Chronic abusers generally inhale 3-4 times daily for 10-15 minutes each time, although prolonged sessions of inhaling 6-7 hours a day as a group activity have been described. Tolerance and physical dependence can occur, although withdrawal symptoms are only infrequently reported.

Two primary organ systems are affected by inhalation hydrocarbon toxicity: the CNS and the cardiopulmonary system. Volatile hydrocarbons are highly lipid soluble and readily cross the blood-brain barrier. Rapid absorption occurs across the large surface area of the pulmonary vascular bed, and peak blood levels are noted approximately 15-30 minutes after inhalation. Confusion, disorientation, disinhibition, and euphoria are exhibited early. Speech becomes slurred, and motor function becomes impaired, with gait becoming staggered. Hallucinations are frequently described, followed by CNS depression, drowsiness, and sleep. Coma can occur with prolonged or repeated exposures; however, this is unusual because the intentional exposure ceases as the user becomes drowsy.

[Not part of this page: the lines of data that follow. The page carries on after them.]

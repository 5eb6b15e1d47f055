//! A named partition of words, word pairs and their fuzzy index.
use hashbrown::HashMap;
use smol_str::SmolStr;

use crate::types::{BigramEntry, Entry, Frequency};

pub mod import;
mod index;

pub(crate) use self::index::FuzzyIndex;

/// Words, bigrams and the delete-variant index derived from the words.
///
/// Every mutation of the word set updates the index in the same call, so the
/// two never disagree for anyone holding a shared reference.
#[derive(Clone, Debug)]
pub struct Dictionary {
    name: SmolStr,
    entries: HashMap<SmolStr, Entry>,
    bigrams: HashMap<SmolStr, HashMap<SmolStr, Frequency>>,
    index: FuzzyIndex,
    total_frequency: Frequency,
}

impl Dictionary {
    pub(crate) fn new(
        name: SmolStr,
        max_edit_distance: usize,
        prefix_length: Option<usize>,
    ) -> Dictionary {
        Dictionary {
            name,
            entries: HashMap::new(),
            bigrams: HashMap::new(),
            index: FuzzyIndex::new(max_edit_distance, prefix_length),
            total_frequency: 0,
        }
    }

    pub fn name(&self) -> &str {
        &self.name
    }

    pub fn len(&self) -> usize {
        self.entries.len()
    }

    pub fn is_empty(&self) -> bool {
        self.entries.is_empty()
    }

    /// Sum of all word frequencies, the corpus size used for probabilities.
    pub fn total_frequency(&self) -> Frequency {
        self.total_frequency
    }

    pub fn max_word_length(&self) -> usize {
        self.index.max_word_length()
    }

    pub(crate) fn index(&self) -> &FuzzyIndex {
        &self.index
    }

    pub(crate) fn index_size(&self) -> usize {
        self.index.bucket_count()
    }

    pub fn get(&self, word: &str) -> Option<&Entry> {
        self.entries.get(word)
    }

    pub fn bigram(&self, first: &str, second: &str) -> Option<Frequency> {
        self.bigrams
            .get(first)
            .and_then(|seconds| seconds.get(second))
            .copied()
    }

    pub fn entries(&self) -> impl Iterator<Item = &Entry> {
        self.entries.values()
    }

    pub fn bigrams(&self) -> impl Iterator<Item = BigramEntry> + '_ {
        self.bigrams.iter().flat_map(|(first, seconds)| {
            seconds
                .iter()
                .map(move |(second, frequency)| BigramEntry::new(first.clone(), second.clone(), *frequency))
        })
    }

    /// Inserts or updates a word and returns the stored entry.
    ///
    /// Accumulate mode adds the frequency and merges metadata keys; override
    /// mode replaces both.
    pub(crate) fn add_entry(&mut self, entry: Entry, override_frequency: bool) -> &Entry {
        let Entry {
            word,
            frequency,
            word_data,
        } = entry;

        let is_new = !self.entries.contains_key(word.as_str());
        if is_new {
            self.index.insert(&word);
        }

        let stored = self
            .entries
            .entry(word.clone())
            .or_insert_with(|| Entry::new(word, 0));

        self.total_frequency = self.total_frequency.saturating_sub(stored.frequency);

        if override_frequency {
            stored.frequency = frequency;
            stored.word_data = word_data;
        } else {
            stored.frequency = stored.frequency.saturating_add(frequency);
            stored.word_data.extend(word_data);
        }

        self.total_frequency = self.total_frequency.saturating_add(stored.frequency);
        stored
    }

    pub(crate) fn remove_entry(&mut self, word: &str) -> Option<Entry> {
        let removed = self.entries.remove(word)?;
        self.index.remove(word);
        self.total_frequency = self.total_frequency.saturating_sub(removed.frequency);
        Some(removed)
    }

    pub(crate) fn add_bigram(&mut self, bigram: BigramEntry, override_frequency: bool) -> Frequency {
        let stored = self
            .bigrams
            .entry(bigram.first)
            .or_default()
            .entry(bigram.second)
            .or_insert(0);

        if override_frequency {
            *stored = bigram.frequency;
        } else {
            *stored = stored.saturating_add(bigram.frequency);
        }

        *stored
    }
}

#[cfg(test)]
mod tests {
    use super::*;

    fn dictionary() -> Dictionary {
        Dictionary::new(SmolStr::new("test"), 2, None)
    }

    #[test]
    fn accumulate_and_override() {
        let mut dict = dictionary();
        dict.add_entry(Entry::new("word", 1).with_data("type", "noun"), false);
        dict.add_entry(Entry::new("word", 1).with_data("lang", "en"), false);

        let entry = dict.get("word").unwrap();
        assert_eq!(entry.frequency, 2);
        assert_eq!(entry.word_data.len(), 2);
        assert_eq!(dict.total_frequency(), 2);

        dict.add_entry(Entry::new("word", 7).with_data("type", "other"), true);
        let entry = dict.get("word").unwrap();
        assert_eq!(entry.frequency, 7);
        assert_eq!(entry.word_data.len(), 1);
        assert_eq!(entry.word_data["type"], "other");
        assert_eq!(dict.total_frequency(), 7);
        assert_eq!(dict.len(), 1);
    }

    #[test]
    fn reinsert_does_not_duplicate_index() {
        let mut dict = dictionary();
        dict.add_entry(Entry::new("word", 1), false);
        dict.add_entry(Entry::new("word", 1), false);

        assert_eq!(dict.index().bucket("word").len(), 1);
        assert_eq!(dict.index().bucket("wd").len(), 1);
    }

    #[test]
    fn remove_clears_index() {
        let mut dict = dictionary();
        dict.add_entry(Entry::new("near", 3), false);
        dict.add_entry(Entry::new("the", 2), false);

        let removed = dict.remove_entry("near").unwrap();
        assert_eq!(removed.frequency, 3);
        assert!(dict.get("near").is_none());
        assert!(dict.index().bucket("nar").is_empty());
        assert_eq!(dict.total_frequency(), 2);
        assert!(dict.remove_entry("near").is_none());
    }

    #[test]
    fn bigrams_accumulate() {
        let mut dict = dictionary();
        dict.add_bigram(BigramEntry::new("sea", "shore", 3), false);
        dict.add_bigram(BigramEntry::new("sea", "shore", 2), false);
        assert_eq!(dict.bigram("sea", "shore"), Some(5));
        assert_eq!(dict.bigram("shore", "sea"), None);

        dict.add_bigram(BigramEntry::new("sea", "shore", 1), true);
        assert_eq!(dict.bigram("sea", "shore"), Some(1));
        assert_eq!(dict.bigrams().count(), 1);
    }
}
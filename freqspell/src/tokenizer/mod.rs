//! Query tokenization and normalization.
use unic_ucd_category::GeneralCategory;

pub mod case_handling;

/// Byte offset and text of each whitespace-delimited token.
pub struct WhitespaceTokens<'a> {
    source: &'a str,
    offset: usize,
}

impl<'a> Iterator for WhitespaceTokens<'a> {
    type Item = (usize, &'a str);

    fn next(&mut self) -> Option<Self::Item> {
        let rest = &self.source[self.offset..];
        let start = self.offset + rest.find(|c: char| !c.is_whitespace())?;
        let len = self.source[start..]
            .find(char::is_whitespace)
            .unwrap_or(self.source.len() - start);

        self.offset = start + len;
        Some((start, &self.source[start..start + len]))
    }
}

pub trait Tokenize {
    fn whitespace_tokens(&self) -> WhitespaceTokens<'_>;
}

impl Tokenize for str {
    fn whitespace_tokens(&self) -> WhitespaceTokens<'_> {
        WhitespaceTokens {
            source: self,
            offset: 0,
        }
    }
}

/// Keeps letters, numbers and whitespace, lower-cases, and collapses runs of
/// whitespace into a single space.
pub fn normalize(text: &str) -> String {
    let kept = text
        .chars()
        .filter(|&c| {
            let category = GeneralCategory::of(c);
            c.is_whitespace() || category.is_letter() || category.is_number()
        })
        .collect::<String>();

    kept.whitespace_tokens()
        .map(|(_, token)| case_handling::lower_case(token))
        .collect::<Vec<_>>()
        .join(" ")
}
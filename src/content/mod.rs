//! Content module - discovers, parses and resolves posts, projects and pages

mod date;
pub mod discovery;
mod error;
mod frontmatter;
mod models;
pub mod reading_time;
mod repository;

pub use date::parse_date;
pub use error::ContentError;
pub use frontmatter::{is_truthy, scalar_to_string, FrontMatter};
pub use models::{
    ContentKind, PageContent, Post, PostFrontMatter, PostSummary, Project, ProjectFrontMatter,
    ProjectSummary,
};
pub use reading_time::ReadingTime;
pub use repository::{read_document, ContentRepository};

Sudden sniffing death syndrome was first described by Bass in 1970.4 Death occurs after the user is startled during or soon after inhalation. Hydrocarbons can sensitize the myocardium to endogenous and exogenous catecholamines, which can precipitate ventricular dysrhythmias and sudden death.5,6 In addition, some limited data have shown toxic effects of hydrocarbons directly on the myocardium, and excess catecholamine concentrations may cause an increase in oxygen demand, coronary artery spasm, platelet aggregation, and thrombus formation.7 Numerous case reports also detail acute myocardial infarction as a complication following hydrocarbon inhalation.8,9,10

With acute intoxication, deaths due to asphyxiation from a plastic bag over the head or from aspiration of stomach contents are not unusual. Also, trauma-related injury and motor vehicle accidents have been reported, resulting from disinhibition and disorientation following inhalation.
Other reported complications include renal tubular acidosis with subsequent hypokalemia and hyperchloremia; frostbite with facial injury and burns to the trachea, mainstem bronchi, esophagus, and oral cavity due to intentional inhalation of fluorinated hydrocarbon; bone marrow damage, aplastic anemia, and leukemia due to benzene exposure; and toxic hepatitis due to toluene exposure.11,12,10,13,14 In contrast to pulmonary injury from aspiration of liquid hydrocarbons, direct pulmonary injury from acute inhalation exposure has not been described.

Many solvents, particularly toluene, are lipophilic and readily cross the placenta, resulting in characteristic fetal anomalies that include microcephaly, narrow bifrontal diameter, short palpebral fissures, hypoplastic mid face, wide nasal bridge, abnormal palmar creases, and blunt fingertips. The syndrome of toluene embryopathy closely resembles the phenotypic features found in fetal alcohol syndrome.15,16

With long-term hydrocarbon inhalation, CNS damage occurs, including loss of cognitive functions, gait disturbances, and loss of coordination. Radiographic tests have demonstrated loss of brain mass and white-matter degeneration. Additionally, certain chemicals have been shown to have associations with specific CNS injuries, including peripheral neuropathy, deafness, and optic neuropathy. Other, less common complications of long-term hydrocarbon inhalation include restrictive pulmonary disease, pulmonary hypertension, and reduced diffusion capacity.17,18,19

Pulmonary toxicity can occur as a result of hydrocarbon aspiration. This injury differs from hydrocarbon inhalation injury. The most common clinical scenario of hydrocarbon aspiration is a young child unintentionally ingesting a hydrocarbon-containing compound such as lamp oil or a cleaning solvent. Hydrocarbons cause direct injury to the respiratory epithelium, producing inflammation and bronchospasm. Direct contact with alveolar membranes can lead to hemorrhage, hyperemia, edema, surfactant inactivation, leukocyte infiltration, and vascular thrombosis. The result is poor oxygen exchange, atelectasis, and pneumonitis. For more information, see Toxicity, Hydrocarbons.

Frequency

United States

National surveys of adolescents in the United States have revealed that, after marijuana, inhalants are the most commonly used class of illicit drugs for 8th and 10th graders; inhalants are the third most widely used illicit drugs for 12th graders.20 The low cost, ease of use, and ready availability of organic solvents perpetuate their abuse. Epidemiologic data suggest a decrease in the prevalence of inhalant abuse, but overall abuse rates remain high.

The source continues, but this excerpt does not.